In one of the stronger signs that the economy is bouncing back, hiring freezes are starting to thaw out. Last night IBM (NYSE:IBM) announced that it would be adding 10,000 fresh faces to its payroll in fiscal 2004.

The fact that IBM's biggest growth driver right now is services contracts makes Big Blue's optimism even more compelling as it implies that companies are starting to spend again. It's also a refreshing surprise because IBM had announced that it would be trimming its global services staff earlier this month.

Over the last few years, too many companies managed to grow the bottom line by trimming overhead rather than by increasing the top line. That's fine from an efficiency vantage point, and it will pay off in the long run, but the economy's stuck-in-the-mud ways was clearly eating away at the country's patience.

In other words, while the market applauded the cost-cutting moves by companies like Oracle (NASDAQ:ORCL) and Disney (NYSE:DIS) it was high time for Corporate America to start working both sides of the equation.

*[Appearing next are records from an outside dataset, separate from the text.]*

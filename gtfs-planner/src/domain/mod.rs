//! Domain types for the journey planner.
//!
//! This module contains the core domain model types shared by the dataset,
//! the routing graph and the planner. Types that carry invariants enforce
//! them at construction time.

mod error;
mod ids;
mod journey;
mod leg;
mod time;

pub use error::DomainError;
pub use ids::{RouteId, StationId, StopId, StopTimeId, TripId};
pub use journey::{Fingerprint, Journey};
pub use leg::{Itinerary, Leg};
pub use time::{RailTime, TimeError};
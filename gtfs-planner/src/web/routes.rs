//! HTTP route handlers.

use axum::{
    Json, Router,
    extract::{Query, State},
    http::StatusCode,
    response::{IntoResponse, Response},
    routing::get,
};
use chrono::{DateTime, Duration, Local, TimeZone};
use tracing::{error, info, warn};

use crate::domain::RailTime;
use crate::planner::RoutingError;

use super::dto::*;
use super::state::AppState;

/// Create the application router.
pub fn create_router(state: AppState) -> Router {
    Router::new()
        .route("/health", get(health))
        .route("/api/stations", get(list_stations))
        .route("/api/timetable", get(timetable))
        .route("/api/departures", get(departures))
        .route("/journey/plan", get(plan_journey))
        .with_state(state)
}

/// Health check endpoint.
async fn health() -> &'static str {
    "ok"
}

/// Names of all served stations, sorted.
async fn list_stations(State(state): State<AppState>) -> Result<Json<StationsResponse>, AppError> {
    let stations = state.engine.station_names().await?;
    Ok(Json(StationsResponse { stations }))
}

/// Timetable coverage and a suggested departure time.
async fn timetable(
    State(state): State<AppState>,
    Query(req): Query<TimetableRequest>,
) -> Result<Json<TimetableResponse>, AppError> {
    let when = request_time(req.when)?;
    let snapshot = state.engine.snapshot().await?;
    let (first, last, suggested) = match snapshot.timetable(when) {
        Some((first, last, suggested)) => (Some(first), Some(last), suggested),
        None => (None, None, when),
    };

    Ok(Json(TimetableResponse {
        version: snapshot.version,
        first_departure: first.map(TimeResult::from_rail_time),
        last_departure: last.map(TimeResult::from_rail_time),
        suggested: TimeResult::from_rail_time(suggested),
    }))
}

/// Departure board for a station.
async fn departures(
    State(state): State<AppState>,
    Query(req): Query<DeparturesRequest>,
) -> Result<Json<DeparturesResponse>, AppError> {
    let from = request_time(req.when)?;
    let board = state.engine.departures(&req.station, from).await?;

    Ok(Json(DeparturesResponse {
        station: req.station,
        departures: board.iter().map(DepartureResult::from_departure).collect(),
    }))
}

/// Plan journeys between two stations.
async fn plan_journey(
    State(state): State<AppState>,
    Query(req): Query<PlanJourneyRequest>,
) -> Result<Json<PlanJourneyResponse>, AppError> {
    let depart_after = request_time(req.when)?;
    info!(from = %req.from, to = %req.to, %depart_after, "Planning journey");

    let result = state.engine.plan(&req.from, &req.to, depart_after).await?;
    Ok(Json(PlanJourneyResponse::from_result(&result)))
}

/// Interpret an optional Unix timestamp in local time, defaulting to now.
///
/// The instant must leave a day of calendar after it for search windows.
fn request_time(when: Option<i64>) -> Result<RailTime, AppError> {
    let Some(secs) = when else {
        return Ok(RailTime::from_datetime(Local::now().naive_local()));
    };
    let invalid = || AppError::BadRequest {
        message: format!("Invalid timestamp: {secs}"),
    };

    let utc = DateTime::from_timestamp(secs, 0).ok_or_else(invalid)?.naive_utc();
    let offset = Local.offset_from_utc_datetime(&utc).local_minus_utc();
    let local = utc
        .checked_add_signed(Duration::seconds(i64::from(offset)))
        .ok_or_else(invalid)?;
    let time = RailTime::from_datetime(local);
    time.checked_add(Duration::days(1)).ok_or_else(invalid)?;
    Ok(time)
}

/// Application error type.
#[derive(Debug)]
pub enum AppError {
    BadRequest { message: String },
    Unavailable { message: String },
    Internal { message: String },
}

impl From<RoutingError> for AppError {
    fn from(e: RoutingError) -> Self {
        match e {
            RoutingError::UnknownStation(_) | RoutingError::SameStation(_) => {
                AppError::BadRequest {
                    message: e.to_string(),
                }
            }
            RoutingError::DatasetUnavailable => AppError::Unavailable {
                message: e.to_string(),
            },
            RoutingError::EvaluationFailed(_) => AppError::Internal {
                message: e.to_string(),
            },
        }
    }
}

impl IntoResponse for AppError {
    fn into_response(self) -> Response {
        let (status, message) = match self {
            AppError::BadRequest { message } => (StatusCode::BAD_REQUEST, message),
            AppError::Unavailable { message } => (StatusCode::SERVICE_UNAVAILABLE, message),
            AppError::Internal { message } => (StatusCode::INTERNAL_SERVER_ERROR, message),
        };

        if status.is_server_error() {
            error!(%status, %message, "Request failed");
        } else {
            warn!(%status, %message, "Request failed");
        }

        let body = Json(ErrorResponse { error: message });
        (status, body).into_response()
    }
}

It's fitting that one of IBM's latest ads features a company that has exhausted its cost-cutting ways before turning to IBM for help in solving its sword-in-the-stone quandary. The solution? Stop cutting and start growing.

With IBM having grown its own earnings by 37% this past quarter on just a 9% uptick in revenue, one can argue that the margin milking has just about played itself out.

It's time to grow. IBM is ready to make sure that its payroll follows suit.